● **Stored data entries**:
Content starts
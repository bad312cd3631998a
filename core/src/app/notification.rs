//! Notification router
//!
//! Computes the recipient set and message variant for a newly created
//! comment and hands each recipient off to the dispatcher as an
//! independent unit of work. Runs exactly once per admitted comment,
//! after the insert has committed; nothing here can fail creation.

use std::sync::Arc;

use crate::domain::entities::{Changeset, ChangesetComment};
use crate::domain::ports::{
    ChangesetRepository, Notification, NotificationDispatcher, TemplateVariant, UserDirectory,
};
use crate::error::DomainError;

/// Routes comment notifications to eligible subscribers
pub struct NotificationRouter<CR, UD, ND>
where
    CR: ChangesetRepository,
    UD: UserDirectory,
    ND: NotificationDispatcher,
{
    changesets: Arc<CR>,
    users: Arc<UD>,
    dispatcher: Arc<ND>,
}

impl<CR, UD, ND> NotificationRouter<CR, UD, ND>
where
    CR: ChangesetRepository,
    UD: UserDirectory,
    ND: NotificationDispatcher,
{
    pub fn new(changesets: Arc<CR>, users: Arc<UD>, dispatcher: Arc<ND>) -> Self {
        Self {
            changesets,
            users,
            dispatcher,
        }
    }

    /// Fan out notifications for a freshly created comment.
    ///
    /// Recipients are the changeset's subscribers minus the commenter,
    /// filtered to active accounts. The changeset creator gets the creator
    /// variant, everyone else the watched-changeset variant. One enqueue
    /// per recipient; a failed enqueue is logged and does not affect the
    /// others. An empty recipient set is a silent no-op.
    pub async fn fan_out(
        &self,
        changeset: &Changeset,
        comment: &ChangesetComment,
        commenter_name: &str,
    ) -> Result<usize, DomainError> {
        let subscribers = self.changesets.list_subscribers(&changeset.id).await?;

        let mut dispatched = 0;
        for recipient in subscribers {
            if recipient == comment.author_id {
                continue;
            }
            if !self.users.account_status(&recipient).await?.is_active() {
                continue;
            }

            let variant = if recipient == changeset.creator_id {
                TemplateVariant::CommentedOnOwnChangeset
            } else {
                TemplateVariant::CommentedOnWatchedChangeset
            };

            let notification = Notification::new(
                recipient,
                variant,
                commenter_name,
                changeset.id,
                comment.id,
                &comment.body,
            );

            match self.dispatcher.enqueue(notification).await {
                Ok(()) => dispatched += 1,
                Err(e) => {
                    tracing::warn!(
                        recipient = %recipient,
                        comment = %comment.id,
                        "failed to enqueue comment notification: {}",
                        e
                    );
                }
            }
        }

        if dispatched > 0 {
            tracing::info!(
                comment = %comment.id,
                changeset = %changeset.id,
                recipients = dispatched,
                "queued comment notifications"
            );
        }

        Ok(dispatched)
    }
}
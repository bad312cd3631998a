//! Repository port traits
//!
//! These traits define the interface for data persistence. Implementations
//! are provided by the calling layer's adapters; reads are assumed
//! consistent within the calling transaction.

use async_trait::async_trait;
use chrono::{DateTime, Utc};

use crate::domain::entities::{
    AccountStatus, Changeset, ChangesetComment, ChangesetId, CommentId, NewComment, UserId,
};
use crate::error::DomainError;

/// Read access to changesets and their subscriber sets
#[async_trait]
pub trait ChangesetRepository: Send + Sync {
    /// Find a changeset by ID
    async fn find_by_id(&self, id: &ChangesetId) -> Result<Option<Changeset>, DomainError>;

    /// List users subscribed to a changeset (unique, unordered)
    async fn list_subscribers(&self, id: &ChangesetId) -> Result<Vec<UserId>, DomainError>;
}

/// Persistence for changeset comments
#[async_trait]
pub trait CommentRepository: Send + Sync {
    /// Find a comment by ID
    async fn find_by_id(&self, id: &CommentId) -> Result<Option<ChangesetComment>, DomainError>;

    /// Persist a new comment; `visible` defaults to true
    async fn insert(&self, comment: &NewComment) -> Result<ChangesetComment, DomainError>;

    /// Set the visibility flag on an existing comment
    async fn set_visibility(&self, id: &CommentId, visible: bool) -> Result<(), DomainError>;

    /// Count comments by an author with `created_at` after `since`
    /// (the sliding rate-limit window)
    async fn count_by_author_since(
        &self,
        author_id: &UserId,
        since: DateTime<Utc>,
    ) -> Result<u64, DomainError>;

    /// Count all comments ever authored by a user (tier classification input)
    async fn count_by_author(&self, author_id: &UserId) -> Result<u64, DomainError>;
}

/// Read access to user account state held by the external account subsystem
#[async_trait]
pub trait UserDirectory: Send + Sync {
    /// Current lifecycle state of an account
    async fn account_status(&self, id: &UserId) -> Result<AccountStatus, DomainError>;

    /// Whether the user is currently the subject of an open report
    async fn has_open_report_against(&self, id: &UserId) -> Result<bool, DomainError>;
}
Content ends
● **Instructions for the task**: For every line of the data above that contains "after", copy that line.

● **Worked solution**:
//! after the insert has committed; nothing here can fail creation.
    /// Count comments by an author with `created_at` after `since`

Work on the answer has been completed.